Before explaining why artificial intelligence (AI) is relevant for a large jewelry webshop, we might have to put you into an imaginary scenario. So, imagine: we give you a box filled with 1000 rings. There are three different, specific rings that you have to classify manually, for example:
The differences between the rings are, as you can see, very minimal. Often, there’s only a minimal, barely noticeable difference that you can hardly spot. It’s pretty clear that this task is very time-consuming, right?
As you can probably guess, this was a daily reality for our client. The company receives packages filled with thousands of unclassified jewels to replenish its inventory. When these jewels arrive in their warehouse, employees have to put them in the right spot, which takes some time.
The client had a specific technical solution in mind to solve this problem, namely a classical classification tool powered by AI. The idea: a machine learning algorithm that could scan every jewelry bag and suggest which product it is exactly. A great idea to get started, but we decided to challenge the concept and specify the role machine learning could play in this case.
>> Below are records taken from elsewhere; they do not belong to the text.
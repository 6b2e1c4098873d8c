//! Error taxonomy and reporting.
//!
//! Maps raw failures (transport, HTTP status, undecodable body) to a closed
//! set of per-job error kinds with a display message. Pure and stateless so
//! the CLI can reuse it to choose between a generic failure and a
//! specialized one (quota exhaustion routes to a top-up hint).

mod classify;
mod error;

pub use classify::{report, RawFailure};
pub use error::{ErrorKind, JobError, ValidationError};
//! Minimal HTTP/1.1 stand-in for the compression API.
//!
//! `POST <endpoint>` reads the multipart upload and answers according to the
//! uploaded file name (success by default). `GET /api/file?...&filename=X`
//! serves a small artifact, or 404 for names marked missing.

#![allow(dead_code)]

use std::collections::{HashMap, HashSet};
use std::io::{Read, Write};
use std::net::{TcpListener, TcpStream};
use std::sync::{Arc, Mutex};
use std::thread;
use std::time::Duration;

#[derive(Debug, Clone)]
pub enum Reply {
    Ok { original: u64, compressed: u64 },
    Status { code: u16, body: String },
    BadJson,
}

/// One upload as seen by the server.
#[derive(Debug, Clone)]
pub struct Upload {
    pub filename: String,
    pub quality: Option<String>,
    pub api_key: Option<String>,
    pub content_type: Option<String>,
}

#[derive(Default)]
pub struct ApiServerOptions {
    pub replies: HashMap<String, Reply>,
    /// Stored names whose artifact GET returns 404.
    pub missing: HashSet<String>,
}

pub struct ApiServer {
    pub base_url: String,
    uploads: Arc<Mutex<Vec<Upload>>>,
}

impl ApiServer {
    pub fn uploads(&self) -> Vec<Upload> {
        self.uploads.lock().unwrap().clone()
    }
}

/// Starts the server on an ephemeral port. Runs until the process exits.
pub fn start(opts: ApiServerOptions) -> ApiServer {
    let listener = TcpListener::bind("127.0.0.1:0").expect("bind");
    let port = listener.local_addr().unwrap().port();
    let opts = Arc::new(opts);
    let uploads = Arc::new(Mutex::new(Vec::new()));
    let log = Arc::clone(&uploads);
    thread::spawn(move || {
        for stream in listener.incoming().flatten() {
            let opts = Arc::clone(&opts);
            let log = Arc::clone(&log);
            thread::spawn(move || handle(stream, &opts, &log));
        }
    });
    ApiServer {
        base_url: format!("http://127.0.0.1:{}", port),
        uploads,
    }
}

/// A base URL where nothing is listening.
pub fn closed_port_url() -> String {
    let listener = TcpListener::bind("127.0.0.1:0").expect("bind");
    let port = listener.local_addr().unwrap().port();
    drop(listener);
    format!("http://127.0.0.1:{}", port)
}

/// Name the server stores an upload under: a UUID-shaped id derived from
/// the source name, unrelated to the source file's stem.
pub fn stored_name(source: &str) -> String {
    let h = source
        .bytes()
        .fold(0xcbf2_9ce4_8422_2325u64, |h, b| (h ^ b as u64).wrapping_mul(0x100_0000_01b3));
    format!(
        "{:08x}-{:04x}-4{:03x}-a{:03x}-{:012x}-compressed.pdf",
        h >> 32,
        (h >> 16) & 0xffff,
        h & 0xfff,
        (h >> 4) & 0xfff,
        h & 0xffff_ffff_ffff
    )
}

pub fn artifact_body(output: &str) -> Vec<u8> {
    format!("%PDF-1.4 compressed {output}").into_bytes()
}

fn find(haystack: &[u8], needle: &[u8]) -> Option<usize> {
    haystack.windows(needle.len()).position(|w| w == needle)
}

fn read_request(stream: &mut TcpStream) -> Option<(String, Vec<u8>)> {
    let mut data = Vec::new();
    let mut buf = [0u8; 16 * 1024];
    let header_end = loop {
        let n = stream.read(&mut buf).ok()?;
        if n == 0 {
            return None;
        }
        data.extend_from_slice(&buf[..n]);
        if let Some(pos) = find(&data, b"\r\n\r\n") {
            break pos + 4;
        }
    };
    let head = String::from_utf8_lossy(&data[..header_end]).to_string();
    let content_length = header(&head, "content-length")
        .and_then(|v| v.parse::<usize>().ok())
        .unwrap_or(0);
    while data.len() < header_end + content_length {
        let n = stream.read(&mut buf).ok()?;
        if n == 0 {
            break;
        }
        data.extend_from_slice(&buf[..n]);
    }
    Some((head, data[header_end..].to_vec()))
}

fn header(head: &str, name: &str) -> Option<String> {
    head.lines().skip(1).find_map(|line| {
        let (k, v) = line.split_once(':')?;
        k.trim()
            .eq_ignore_ascii_case(name)
            .then(|| v.trim().to_string())
    })
}

/// Value following `marker` up to the next CRLF.
fn field_after(body: &[u8], marker: &[u8]) -> Option<String> {
    let start = find(body, marker)? + marker.len();
    let len = find(&body[start..], b"\r\n").unwrap_or(body.len() - start);
    Some(String::from_utf8_lossy(&body[start..start + len]).to_string())
}

fn parse_upload(head: &str, body: &[u8]) -> Upload {
    let filename = field_after(body, b"filename=\"")
        .and_then(|s| s.split('"').next().map(str::to_string))
        .unwrap_or_default();
    let content_type = find(body, b"filename=\"")
        .and_then(|pos| field_after(&body[pos..], b"Content-Type: "));
    Upload {
        filename,
        quality: field_after(body, b"name=\"quality\"\r\n\r\n"),
        api_key: header(head, "x-api-key"),
        content_type,
    }
}

fn respond(stream: &mut TcpStream, status: &str, body: &[u8]) {
    let head = format!(
        "HTTP/1.1 {}\r\nContent-Type: application/json\r\nContent-Length: {}\r\nConnection: close\r\n\r\n",
        status,
        body.len()
    );
    let _ = stream.write_all(head.as_bytes());
    let _ = stream.write_all(body);
}

fn status_line(code: u16) -> String {
    let reason = match code {
        200 => "OK",
        402 => "Payment Required",
        404 => "Not Found",
        500 => "Internal Server Error",
        _ => "Status",
    };
    format!("{code} {reason}")
}

fn handle(mut stream: TcpStream, opts: &ApiServerOptions, log: &Mutex<Vec<Upload>>) {
    let _ = stream.set_read_timeout(Some(Duration::from_secs(5)));
    let _ = stream.set_write_timeout(Some(Duration::from_secs(5)));
    let Some((head, body)) = read_request(&mut stream) else {
        return;
    };
    let mut parts = head.split_whitespace();
    let method = parts.next().unwrap_or("");
    let target = parts.next().unwrap_or("");

    if method.eq_ignore_ascii_case("GET") && target.starts_with("/api/file") {
        let name = target
            .split_once("filename=")
            .map(|(_, n)| n.split('&').next().unwrap_or(""))
            .unwrap_or("");
        if name.is_empty() || opts.missing.contains(name) {
            respond(&mut stream, &status_line(404), br#"{"error":"File not found"}"#);
        } else {
            respond(&mut stream, &status_line(200), &artifact_body(name));
        }
        return;
    }

    if !method.eq_ignore_ascii_case("POST") {
        respond(&mut stream, "405 Method Not Allowed", b"");
        return;
    }

    let upload = parse_upload(&head, &body);
    let reply = opts
        .replies
        .get(&upload.filename)
        .cloned()
        .unwrap_or(Reply::Ok {
            original: 1000,
            compressed: 400,
        });
    let filename = upload.filename.clone();
    log.lock().unwrap().push(upload);

    match reply {
        Reply::Ok {
            original,
            compressed,
        } => {
            let output = stored_name(&filename);
            let ratio = if original > 0 && compressed < original {
                format!("{:.2}%", (original - compressed) as f64 / original as f64 * 100.0)
            } else {
                "0%".to_string()
            };
            let json = format!(
                r#"{{"success":true,"message":"PDF compression successful","fileUrl":"/api/file?folder=compressions&filename={output}","filename":"{output}","originalName":"{filename}","originalSize":{original},"compressedSize":{compressed},"compressionRatio":"{ratio}"}}"#
            );
            respond(&mut stream, &status_line(200), json.as_bytes());
        }
        Reply::Status { code, body } => respond(&mut stream, &status_line(code), body.as_bytes()),
        Reply::BadJson => respond(&mut stream, &status_line(200), b"<html>not json</html>"),
    }
}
There are a few reasons why we believe that classical classification was not the way to go in this instance. For example, adding a new product would require us to retrain the whole AI model, and this isn’t a small task. Each product - and product number - would need a minimum of 50 to 100 different images to train the model correctly. Finally, classical classification doesn’t work for extensive classes, and in this instance, there are more than a thousand products. Conclusion: not ideal.
All the reasons above are why we proposed to work with another approach, namely similarity embedding. Similarity embedding is a machine learning method where an algorithm compares the products in a database and selects the top n-matches in terms of visual similarity. The matches are then shown in order of relevance.
This way of working enables us to work more accurately for extensive classes. Moreover, adding a new product does not require retraining the whole AI model. What’s even better about this approach is that a single image per class already suffices. Of course, more images per class improve accuracy, but it is not required to add multiple images.
Analysis and co-creation
Our sister company Brainjar took care of the AI part for this project. However, our product owners made sure that we co-created this solution optimally. This means that we started with technical analysis and drafted a design document that we improved along the way with the client.
In addition to iterations to the design document, our side of this project was making sure that the development process went smoothly by communicating with the development, client, and budgetary side.
In the beginning of the project, we established some non-functional requirements with the client. First, the search speed (how fast a similar image is shown) should be max. 10 seconds. Second, the accuracy (how many times our algorithm is correct) should be above 90%. Thanks to Brainjar’s talented developers, we smashed those results as the search speed ended up at 5 seconds and the model’s accuracy was 93%. And, as it is an AI algorithm, it will keep getting smarter, of course.